TASK DETAILS: Below are the entries. Transcribe exactly the lines from the one with "filename crates/tm-core/src/sql_utils.rs" through the one with "Some(pos) => (Some(&name[..pos]), &name[pos", ends included, and leave out all others.
▶
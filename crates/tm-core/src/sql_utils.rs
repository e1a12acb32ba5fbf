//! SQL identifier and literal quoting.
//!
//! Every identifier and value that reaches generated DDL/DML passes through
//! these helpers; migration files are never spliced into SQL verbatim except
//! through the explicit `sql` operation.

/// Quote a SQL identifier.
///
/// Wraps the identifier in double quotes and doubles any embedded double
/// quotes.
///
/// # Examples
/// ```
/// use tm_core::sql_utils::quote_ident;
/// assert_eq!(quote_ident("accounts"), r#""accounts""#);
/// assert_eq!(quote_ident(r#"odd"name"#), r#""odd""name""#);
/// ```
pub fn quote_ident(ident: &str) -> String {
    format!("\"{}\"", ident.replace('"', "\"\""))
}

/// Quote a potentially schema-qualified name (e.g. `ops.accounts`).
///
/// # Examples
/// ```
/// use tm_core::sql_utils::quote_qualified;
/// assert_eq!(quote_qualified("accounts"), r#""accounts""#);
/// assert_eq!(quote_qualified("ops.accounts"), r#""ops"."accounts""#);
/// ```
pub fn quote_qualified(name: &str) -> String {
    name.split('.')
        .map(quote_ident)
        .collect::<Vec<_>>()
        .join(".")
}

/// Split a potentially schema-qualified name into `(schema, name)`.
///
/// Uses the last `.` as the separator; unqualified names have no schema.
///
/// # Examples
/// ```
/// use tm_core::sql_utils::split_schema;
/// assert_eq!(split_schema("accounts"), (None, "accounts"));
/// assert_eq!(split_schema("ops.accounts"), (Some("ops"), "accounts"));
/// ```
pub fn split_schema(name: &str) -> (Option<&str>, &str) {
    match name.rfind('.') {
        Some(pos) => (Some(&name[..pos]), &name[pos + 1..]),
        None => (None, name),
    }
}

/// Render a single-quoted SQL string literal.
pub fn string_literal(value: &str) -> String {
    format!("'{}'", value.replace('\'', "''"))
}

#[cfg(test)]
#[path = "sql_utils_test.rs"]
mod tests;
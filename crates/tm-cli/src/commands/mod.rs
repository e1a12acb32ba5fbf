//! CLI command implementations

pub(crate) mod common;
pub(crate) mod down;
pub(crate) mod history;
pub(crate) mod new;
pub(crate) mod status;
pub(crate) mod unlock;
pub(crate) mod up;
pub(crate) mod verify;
◀
▶
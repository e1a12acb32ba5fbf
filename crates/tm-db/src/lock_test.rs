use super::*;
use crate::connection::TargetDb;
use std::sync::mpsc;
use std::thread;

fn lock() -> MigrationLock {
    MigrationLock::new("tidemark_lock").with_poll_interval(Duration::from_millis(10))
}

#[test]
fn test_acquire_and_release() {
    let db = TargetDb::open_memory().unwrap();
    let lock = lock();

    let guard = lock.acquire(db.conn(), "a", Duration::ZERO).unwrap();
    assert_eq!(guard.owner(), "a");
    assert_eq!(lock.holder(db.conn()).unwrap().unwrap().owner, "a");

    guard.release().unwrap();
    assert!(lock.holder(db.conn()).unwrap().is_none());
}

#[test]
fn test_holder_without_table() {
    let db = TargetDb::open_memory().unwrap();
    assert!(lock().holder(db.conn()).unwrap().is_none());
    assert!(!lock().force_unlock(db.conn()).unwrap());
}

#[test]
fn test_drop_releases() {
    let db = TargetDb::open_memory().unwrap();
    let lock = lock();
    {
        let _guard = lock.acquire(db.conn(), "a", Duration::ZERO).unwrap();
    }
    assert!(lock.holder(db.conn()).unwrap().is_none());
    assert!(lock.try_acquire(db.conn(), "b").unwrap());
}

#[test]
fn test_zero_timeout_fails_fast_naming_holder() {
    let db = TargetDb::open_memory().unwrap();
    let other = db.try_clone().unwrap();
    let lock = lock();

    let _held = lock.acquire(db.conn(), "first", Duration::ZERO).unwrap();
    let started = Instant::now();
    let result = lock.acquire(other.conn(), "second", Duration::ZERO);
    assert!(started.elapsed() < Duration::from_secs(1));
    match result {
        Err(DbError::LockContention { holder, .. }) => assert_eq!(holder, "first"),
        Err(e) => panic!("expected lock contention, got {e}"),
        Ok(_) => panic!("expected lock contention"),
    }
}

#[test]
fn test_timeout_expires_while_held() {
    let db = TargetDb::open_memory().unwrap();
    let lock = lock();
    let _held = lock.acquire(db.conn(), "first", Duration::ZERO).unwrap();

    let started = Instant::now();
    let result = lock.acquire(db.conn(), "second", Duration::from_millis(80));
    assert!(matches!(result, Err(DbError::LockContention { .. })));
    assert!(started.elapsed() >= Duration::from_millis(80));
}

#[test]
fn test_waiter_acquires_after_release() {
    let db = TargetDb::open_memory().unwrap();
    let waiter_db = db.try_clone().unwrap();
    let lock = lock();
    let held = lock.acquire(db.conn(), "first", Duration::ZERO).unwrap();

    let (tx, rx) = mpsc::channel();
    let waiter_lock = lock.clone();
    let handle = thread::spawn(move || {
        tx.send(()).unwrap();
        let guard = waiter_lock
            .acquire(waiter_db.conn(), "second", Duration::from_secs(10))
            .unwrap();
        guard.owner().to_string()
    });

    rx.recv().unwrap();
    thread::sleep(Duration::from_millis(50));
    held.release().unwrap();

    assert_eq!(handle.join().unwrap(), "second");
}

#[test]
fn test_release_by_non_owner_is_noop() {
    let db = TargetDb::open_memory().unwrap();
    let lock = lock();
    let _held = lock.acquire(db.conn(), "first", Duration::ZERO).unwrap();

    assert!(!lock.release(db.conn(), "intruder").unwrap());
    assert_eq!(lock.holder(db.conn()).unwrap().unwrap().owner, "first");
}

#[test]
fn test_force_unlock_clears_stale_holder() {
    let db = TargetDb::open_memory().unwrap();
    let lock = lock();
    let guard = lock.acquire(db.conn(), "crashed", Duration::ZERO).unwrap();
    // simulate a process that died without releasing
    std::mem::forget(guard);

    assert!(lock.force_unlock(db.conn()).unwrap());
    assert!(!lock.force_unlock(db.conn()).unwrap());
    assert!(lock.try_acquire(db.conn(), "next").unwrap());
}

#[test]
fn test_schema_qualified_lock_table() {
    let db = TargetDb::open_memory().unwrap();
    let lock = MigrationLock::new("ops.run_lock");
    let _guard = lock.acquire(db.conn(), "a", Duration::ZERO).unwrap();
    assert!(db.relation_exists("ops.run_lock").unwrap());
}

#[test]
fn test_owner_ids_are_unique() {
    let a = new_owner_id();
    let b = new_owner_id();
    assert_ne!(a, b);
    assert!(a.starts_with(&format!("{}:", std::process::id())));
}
◀
▶
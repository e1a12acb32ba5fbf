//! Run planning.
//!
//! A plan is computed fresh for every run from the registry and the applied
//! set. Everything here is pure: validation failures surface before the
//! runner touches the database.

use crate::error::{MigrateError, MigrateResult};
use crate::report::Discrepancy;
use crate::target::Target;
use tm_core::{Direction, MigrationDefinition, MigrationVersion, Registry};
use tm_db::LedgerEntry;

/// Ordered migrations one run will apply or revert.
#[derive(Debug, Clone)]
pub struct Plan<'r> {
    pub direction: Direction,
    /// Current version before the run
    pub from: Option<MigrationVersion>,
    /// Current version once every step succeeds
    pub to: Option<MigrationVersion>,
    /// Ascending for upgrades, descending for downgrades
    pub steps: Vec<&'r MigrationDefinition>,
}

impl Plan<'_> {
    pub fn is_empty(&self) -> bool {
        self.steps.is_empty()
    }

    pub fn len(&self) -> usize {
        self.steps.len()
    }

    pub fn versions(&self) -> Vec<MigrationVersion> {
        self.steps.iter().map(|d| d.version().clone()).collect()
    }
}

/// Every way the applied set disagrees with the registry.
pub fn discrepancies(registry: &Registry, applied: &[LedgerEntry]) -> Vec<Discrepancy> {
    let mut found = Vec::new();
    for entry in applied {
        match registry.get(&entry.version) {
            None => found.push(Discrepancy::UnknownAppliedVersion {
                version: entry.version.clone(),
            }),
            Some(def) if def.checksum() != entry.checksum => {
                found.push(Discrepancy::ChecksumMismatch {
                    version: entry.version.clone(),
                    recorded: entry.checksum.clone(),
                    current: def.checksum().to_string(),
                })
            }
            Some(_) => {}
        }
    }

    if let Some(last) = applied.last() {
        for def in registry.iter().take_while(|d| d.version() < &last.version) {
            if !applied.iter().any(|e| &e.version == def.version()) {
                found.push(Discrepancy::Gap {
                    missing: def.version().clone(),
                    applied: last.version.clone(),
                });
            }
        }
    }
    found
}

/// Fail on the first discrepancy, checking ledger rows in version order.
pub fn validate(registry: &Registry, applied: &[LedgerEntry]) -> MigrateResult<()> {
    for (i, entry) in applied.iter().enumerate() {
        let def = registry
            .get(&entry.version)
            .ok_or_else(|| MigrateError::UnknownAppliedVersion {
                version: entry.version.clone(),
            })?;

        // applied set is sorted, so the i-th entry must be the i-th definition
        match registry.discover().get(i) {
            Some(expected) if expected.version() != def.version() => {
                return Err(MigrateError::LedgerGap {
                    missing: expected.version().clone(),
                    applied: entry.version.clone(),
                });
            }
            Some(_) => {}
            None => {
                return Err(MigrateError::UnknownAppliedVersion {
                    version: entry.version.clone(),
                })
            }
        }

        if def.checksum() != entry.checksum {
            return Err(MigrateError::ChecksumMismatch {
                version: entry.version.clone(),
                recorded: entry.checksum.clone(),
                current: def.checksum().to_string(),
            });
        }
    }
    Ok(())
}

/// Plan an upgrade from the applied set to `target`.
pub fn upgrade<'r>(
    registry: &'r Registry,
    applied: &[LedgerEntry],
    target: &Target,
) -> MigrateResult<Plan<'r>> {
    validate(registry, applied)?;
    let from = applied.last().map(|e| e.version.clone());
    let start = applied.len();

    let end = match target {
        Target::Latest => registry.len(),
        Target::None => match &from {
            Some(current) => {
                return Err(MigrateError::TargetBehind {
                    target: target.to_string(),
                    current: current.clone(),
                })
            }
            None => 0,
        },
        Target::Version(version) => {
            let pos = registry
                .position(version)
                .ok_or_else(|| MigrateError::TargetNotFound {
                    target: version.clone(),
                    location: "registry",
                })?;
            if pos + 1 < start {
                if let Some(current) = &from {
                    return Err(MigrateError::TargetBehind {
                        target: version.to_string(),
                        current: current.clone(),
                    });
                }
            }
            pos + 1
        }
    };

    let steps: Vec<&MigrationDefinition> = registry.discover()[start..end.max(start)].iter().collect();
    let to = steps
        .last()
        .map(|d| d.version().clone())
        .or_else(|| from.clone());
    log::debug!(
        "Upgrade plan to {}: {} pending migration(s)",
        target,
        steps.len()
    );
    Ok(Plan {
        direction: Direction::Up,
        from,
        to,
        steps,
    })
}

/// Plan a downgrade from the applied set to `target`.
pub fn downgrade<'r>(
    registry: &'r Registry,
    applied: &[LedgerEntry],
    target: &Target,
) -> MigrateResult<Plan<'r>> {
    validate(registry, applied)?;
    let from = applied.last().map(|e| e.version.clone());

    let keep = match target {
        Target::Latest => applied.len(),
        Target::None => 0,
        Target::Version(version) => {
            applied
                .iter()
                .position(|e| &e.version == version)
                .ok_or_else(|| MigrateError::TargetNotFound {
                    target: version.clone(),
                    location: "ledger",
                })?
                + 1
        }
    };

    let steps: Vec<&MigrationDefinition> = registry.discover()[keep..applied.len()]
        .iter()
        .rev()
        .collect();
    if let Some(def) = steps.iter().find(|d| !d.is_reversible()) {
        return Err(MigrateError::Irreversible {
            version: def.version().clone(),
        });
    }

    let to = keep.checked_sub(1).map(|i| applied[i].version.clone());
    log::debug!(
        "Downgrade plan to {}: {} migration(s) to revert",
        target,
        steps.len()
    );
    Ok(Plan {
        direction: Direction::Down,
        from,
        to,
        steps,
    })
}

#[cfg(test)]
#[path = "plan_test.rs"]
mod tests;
◀
COMPLETED TASK:
filename crates/tm-core/src/sql_utils.rs
repository e1a12acb32ba5fbf
//! SQL identifier and literal quoting.
//!
//! Every identifier and value that reaches generated DDL/DML passes through
//! these helpers; migration files are never spliced into SQL verbatim except
//! through the explicit `sql` operation.

/// Quote a SQL identifier.
///
/// Wraps the identifier in double quotes and doubles any embedded double
/// quotes.
///
/// # Examples
/// ```
/// use tm_core::sql_utils::quote_ident;
/// assert_eq!(quote_ident("accounts"), r#""accounts""#);
/// assert_eq!(quote_ident(r#"odd"name"#), r#""odd""name""#);
/// ```
pub fn quote_ident(ident: &str) -> String {
    format!("\"{}\"", ident.replace('"', "\"\""))
}

/// Quote a potentially schema-qualified name (e.g. `ops.accounts`).
///
/// # Examples
/// ```
/// use tm_core::sql_utils::quote_qualified;
/// assert_eq!(quote_qualified("accounts"), r#""accounts""#);
/// assert_eq!(quote_qualified("ops.accounts"), r#""ops"."accounts""#);
/// ```
pub fn quote_qualified(name: &str) -> String {
    name.split('.')
        .map(quote_ident)
        .collect::<Vec<_>>()
        .join(".")
}

/// Split a potentially schema-qualified name into `(schema, name)`.
///
/// Uses the last `.` as the separator; unqualified names have no schema.
///
/// # Examples
/// ```
/// use tm_core::sql_utils::split_schema;
/// assert_eq!(split_schema("accounts"), (None, "accounts"));
/// assert_eq!(split_schema("ops.accounts"), (Some("ops"), "accounts"));
/// ```
pub fn split_schema(name: &str) -> (Option<&str>, &str) {
    match name.rfind('.') {
        Some(pos) => (Some(&name[..pos]), &name[pos + 1..]),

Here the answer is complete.